At the age of 21, you were forced to come out to your parents because your father, who was driving a car on a highway, asked you if you were gay. You got sick of hiding who you are, and you retorted “Why? Does it harm you?” What followed next was a string of hurtful and traumatizing remarks directed at you. Your father’s insecurities projected in his venomous words. He called you Satan’s spawn and said he would disown you. You have no savings, no job. After all, your father forbade you to work; he told you to focus on your academic work, not that he’s supportive of your field of study in the first place. That day was the worst day of your life, this is the one nightmare you begged the Universe to not let happen. Fearful that your dad would kill or rape you, you call your best friend to pick you up. “I don’t care, just get me away from here.”

Away from here.

Your fantasies are mostly centered around going back to the United States. You went, fully sponsored, for five months. And then you fell in love with someone who didn’t even love you back. Deep down though, you believe one day you will be reunited with her, and things would be good again. You’d be happy again. But you know that’s not going to happen. You also punish yourself for putting your happiness in the hands of others. I have never known what happiness felt like, how do I make myself happy? You try to heal your inner child, but that proved to be impossible living with your parents (what a bad idea!) and having their homophobic and transphobic sentiments affect you daily.
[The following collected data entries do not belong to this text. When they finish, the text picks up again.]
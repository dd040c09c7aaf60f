//! Random identifier assignment

use serde_yaml::Value;
use uuid::Uuid;

use crate::command::{Command, CommandBuilder, CommandCore, CommandPath};
use crate::config::Configs;
use crate::context::MorphlineContext;
use crate::error::Result;
use crate::fields;
use crate::record::Record;

/// Builder for `generateUUID`
pub struct GenerateUuidBuilder;

impl CommandBuilder for GenerateUuidBuilder {
    fn names(&self) -> &[&'static str] {
        &["generateUUID"]
    }

    fn build(
        &self,
        config: &Value,
        parent: Option<&CommandPath>,
        child: Box<dyn Command>,
        _context: &MorphlineContext,
    ) -> Result<Box<dyn Command>> {
        let mut configs = Configs::new(config);
        let header_name = configs.get_string_or("headerName", fields::ID)?;
        let preserve_existing = configs.get_bool_or("preserveExisting", true)?;
        let prefix = configs.get_string_or("prefix", "")?;
        configs.validate_arguments()?;
        Ok(Box::new(GenerateUuid {
            core: CommandCore::new("generateUUID", parent, child),
            header_name,
            preserve_existing,
            prefix,
        }))
    }
}

/// Sets a field to a random version 4 UUID, optionally prefixed.
pub struct GenerateUuid {
    core: CommandCore,
    header_name: String,
    preserve_existing: bool,
    prefix: String,
}

impl Command for GenerateUuid {
    fn name(&self) -> &str {
        self.core.name()
    }

    fn parent(&self) -> Option<&CommandPath> {
        self.core.parent()
    }

    fn process(&mut self, record: &mut Record) -> Result<bool> {
        if !(self.preserve_existing && record.contains(&self.header_name)) {
            let id = format!("{}{}", self.prefix, Uuid::new_v4());
            record.replace_values(self.header_name.as_str(), id);
        }
        self.core.forward(record)
    }

    fn notify(&mut self, notification: &Record) -> Result<()> {
        self.core.forward_notify(notification)
    }
}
Your “default” draws up an unspeakable rage in you. You hate your local university professors because they, too, are queerphobic and they let their biases get in the way of grading your tests and assignments. Your professors always spew tired and hackneyed “wisdom” that are insensitive, classist and extremely white supremacist. You wonder if they ever were exposed to decolonization (probably not!). However, they offer you to be a PhD candidate after you’re done with your bachelor’s. Maybe that could work. But remember, your goal is to get away from here. So you say no, and you walk the path less traveled – the tortuous and labyrinthine path of moving across the globe and staying there.

Your parents are cops. No, they’re not police officers. But they police your body and your body choices. They dictate your gender expression, the clothes you buy, how to wear your hair; they don’t want you to get raped. No, the worst thing is to let the neighbors mistaken you for a man, you cannot let anyone mistaken you for a man. You want to die, but you remember if you die, everyone at your funeral will be misgendering you and your tombstone will bear your deadname. Your parents, they don’t love you anymore. Your little brother, whom you were best friends with, don’t love you anymore. Not like this. Not when you’re non-binary.

“Why do you like tormenting your spirit?” your friends would ask you. It’s rhetorical at this point, they all know the answer. You want to die, and tormenting your soul is the closest thing to death, is it not? Nevertheless, you live. And you persist. You’re not sure if it’s even worth it. So you daydream, fantasize, and manifest the day you would finally, get away from here. Anything to ease the pain.

The views, opinions and thoughts expressed in this article are those of the author and do not necessarily reflect the views of EMPOWER Malaysia.